With the war underway, Biden was then the genius who passionately promoted the ridiculous plan to partition Iraq into three areas based on religion and ethnicity, attempting to Balkanize one of the strongest Arab states in the world.
"He's a part of the old Democratic establishment," says retired Army Col. Ann Wright, the State Department diplomat who reopened the U.S. embassy in Kabul in 2002. Biden, she says, has "had a long history with foreign affairs, [but] it's not the type of foreign affairs that I want."
Rahm Emanuel
Obama's appointment of Illinois Congressman Rahm Emanuel as Chief of Staff is a clear sign that Clinton-era neoliberal hawks will be well-represented at 1600 Pennsylvania Ave. A former senior Clinton advisor, Emanuel is a hard-line supporter of Israel's "targeted assassination" policy and actually volunteered to work with the Israeli Army during the 1991 Gulf War. He is close to the right-wing Democratic Leadership Council and was the only member of the Illinois Democratic delegation in the Congress to vote for the invasion of Iraq. Unlike many of his colleagues, Emanuel still defends his vote. As chair of the Democratic Congressional Campaign Committee in 2006, Emanuel promoted the campaigns of 22 candidates, only one of who supported a swift withdrawal from Iraq, and denied crucial Party funding to anti-war candidates. "As for Iraq policy, at the right time, we will have a position," he said in December 2005. As Philip Giraldi recently pointed out on Antiwar.com, Emanuel "advocates increasing the size of the U.S. Army by 100,000 soldiers and creating a domestic spying organization like Britain's MI5. More recently, he has supported mandatory paramilitary national service for all Americans between the ages of 18 and 25."

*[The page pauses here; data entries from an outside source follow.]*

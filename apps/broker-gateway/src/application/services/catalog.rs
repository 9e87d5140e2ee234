//! Plugin Catalog
//!
//! Explicit table of every broker plugin compiled into the binary. Each
//! registration names its authenticate entry point, its adapter factory,
//! and optionally a margin calculator. Discovery decides which catalog
//! entries become active; the catalog itself never changes at runtime.

use std::collections::BTreeMap;
use std::sync::Arc;

use crate::application::ports::{AdapterFactory, Authenticator, MarginCalculator};
use crate::domain::plugin::BrokerId;

/// A discovered plugin could not be turned into a registry entry.
#[derive(Debug, Clone, PartialEq, Eq, thiserror::Error)]
pub enum PluginResolutionError {
    /// No plugin with this identifier is compiled in.
    #[error("no plugin registered for broker '{0}'")]
    NotRegistered(String),

    /// The plugin provides no authenticate entry point.
    #[error("broker '{0}' provides no authenticate entry point")]
    MissingAuthenticate(String),

    /// The plugin provides no streaming adapter factory.
    #[error("broker '{0}' provides no adapter factory")]
    MissingAdapterFactory(String),
}

impl PluginResolutionError {
    /// Broker the error is about.
    #[must_use]
    pub fn broker(&self) -> &str {
        match self {
            Self::NotRegistered(broker)
            | Self::MissingAuthenticate(broker)
            | Self::MissingAdapterFactory(broker) => broker,
        }
    }
}

// =============================================================================
// Registration
// =============================================================================

/// What one broker plugin contributes.
#[derive(Clone)]
pub struct PluginRegistration {
    identifier: BrokerId,
    authenticator: Option<Arc<dyn Authenticator>>,
    adapter_factory: Option<Arc<dyn AdapterFactory>>,
    margin_calculator: Option<Arc<dyn MarginCalculator>>,
}

impl PluginRegistration {
    /// Start a registration with no entry points.
    #[must_use]
    pub const fn new(identifier: BrokerId) -> Self {
        Self {
            identifier,
            authenticator: None,
            adapter_factory: None,
            margin_calculator: None,
        }
    }

    /// Provide the authenticate entry point.
    #[must_use]
    pub fn with_authenticator(mut self, authenticator: Arc<dyn Authenticator>) -> Self {
        self.authenticator = Some(authenticator);
        self
    }

    /// Provide the streaming adapter factory.
    #[must_use]
    pub fn with_adapter_factory(mut self, factory: Arc<dyn AdapterFactory>) -> Self {
        self.adapter_factory = Some(factory);
        self
    }

    /// Provide a margin calculator. Only served for brokers that also
    /// declare `Operation::MarginCalculator`.
    #[must_use]
    pub fn with_margin_calculator(mut self, calculator: Arc<dyn MarginCalculator>) -> Self {
        self.margin_calculator = Some(calculator);
        self
    }

    /// Broker identifier.
    #[must_use]
    pub const fn identifier(&self) -> &BrokerId {
        &self.identifier
    }
}

impl std::fmt::Debug for PluginRegistration {
    fn fmt(&self, f: &mut std::fmt::Formatter<'_>) -> std::fmt::Result {
        f.debug_struct("PluginRegistration")
            .field("identifier", &self.identifier)
            .field("authenticator", &self.authenticator.is_some())
            .field("adapter_factory", &self.adapter_factory.is_some())
            .field("margin_calculator", &self.margin_calculator.is_some())
            .finish()
    }
}

/// Entry points of a plugin that passed resolution.
#[derive(Clone)]
pub struct ResolvedPlugin {
    /// Authenticate entry point.
    pub authenticator: Arc<dyn Authenticator>,
    /// Streaming adapter factory.
    pub adapter_factory: Arc<dyn AdapterFactory>,
    /// Margin calculator, if the broker has one.
    pub margin_calculator: Option<Arc<dyn MarginCalculator>>,
}

// =============================================================================
// Catalog
// =============================================================================

/// Every plugin compiled into the binary.
#[derive(Debug, Clone, Default)]
pub struct PluginCatalog {
    registrations: BTreeMap<BrokerId, PluginRegistration>,
}

impl PluginCatalog {
    /// Create an empty catalog.
    #[must_use]
    pub fn new() -> Self {
        Self::default()
    }

    /// Add a plugin. A later registration for the same identifier replaces
    /// the earlier one.
    pub fn register(&mut self, registration: PluginRegistration) {
        let id = registration.identifier.clone();
        if self.registrations.insert(id.clone(), registration).is_some() {
            tracing::warn!(broker = %id, "Plugin registered twice, keeping the latest");
        }
    }

    /// Builder-style [`register`](Self::register).
    #[must_use]
    pub fn with(mut self, registration: PluginRegistration) -> Self {
        self.register(registration);
        self
    }

    /// Identifiers of every compiled-in plugin, sorted.
    pub fn identifiers(&self) -> impl Iterator<Item = &BrokerId> {
        self.registrations.keys()
    }

    /// Whether a plugin is compiled in.
    #[must_use]
    pub fn contains(&self, broker: &BrokerId) -> bool {
        self.registrations.contains_key(broker)
    }

    /// Number of compiled-in plugins.
    #[must_use]
    pub fn len(&self) -> usize {
        self.registrations.len()
    }

    /// Whether the catalog is empty.
    #[must_use]
    pub fn is_empty(&self) -> bool {
        self.registrations.is_empty()
    }

    /// Resolve a plugin's required entry points.
    pub fn resolve(&self, broker: &BrokerId) -> Result<ResolvedPlugin, PluginResolutionError> {
        let registration = self
            .registrations
            .get(broker)
            .ok_or_else(|| PluginResolutionError::NotRegistered(broker.to_string()))?;

        let authenticator = registration
            .authenticator
            .clone()
            .ok_or_else(|| PluginResolutionError::MissingAuthenticate(broker.to_string()))?;

        let adapter_factory = registration
            .adapter_factory
            .clone()
            .ok_or_else(|| PluginResolutionError::MissingAdapterFactory(broker.to_string()))?;

        Ok(ResolvedPlugin {
            authenticator,
            adapter_factory,
            margin_calculator: registration.margin_calculator.clone(),
        })
    }
}

// =============================================================================
// Test Support
// =============================================================================

#[cfg(test)]
pub(crate) mod testing {
    use std::sync::Arc;

    use async_trait::async_trait;

    use super::PluginRegistration;
    use crate::application::ports::{AuthError, Authenticator, BrokerSession, Credentials};
    use crate::application::services::adapter::{StandardAdapterFactory, testing::profile};
    use crate::domain::plugin::BrokerId;

    /// Authenticator that accepts any credentials with an auth token.
    pub struct StubAuthenticator(pub BrokerId);

    #[async_trait]
    impl Authenticator for StubAuthenticator {
        async fn authenticate(&self, credentials: &Credentials) -> Result<BrokerSession, AuthError> {
            let token = credentials
                .auth_token()
                .ok_or(AuthError::MissingField("auth_token"))?;
            Ok(BrokerSession::new(self.0.clone(), token, None))
        }
    }

    pub fn id(raw: &str) -> BrokerId {
        BrokerId::parse(raw).unwrap()
    }

    /// Registration with both required entry points.
    pub fn complete(raw: &str) -> PluginRegistration {
        PluginRegistration::new(id(raw))
            .with_authenticator(Arc::new(StubAuthenticator(id(raw))))
            .with_adapter_factory(Arc::new(StandardAdapterFactory::new(profile(), |_| {
                "loopback://test".to_string()
            })))
    }
}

While Obama has at times been critical of Clinton-era free trade agreements, Emanuel was one of the key people in the Clinton White House who brokered the successful passage of NAFTA.
Hillary Rodham Clinton
For all the buzz and speculation about the possibility that Sen. Clinton may be named Secretary of State, most media coverage has focused on her rivalry with Obama during the primary, along with the prospect of her husband having to face the intense personal, financial and political vetting process required to secure a job in the new administration. But the question of how Clinton would lead the operations at Foggy Bottom calls for scrutiny of her positions vis-a-vis Obama's stated foreign-policy goals.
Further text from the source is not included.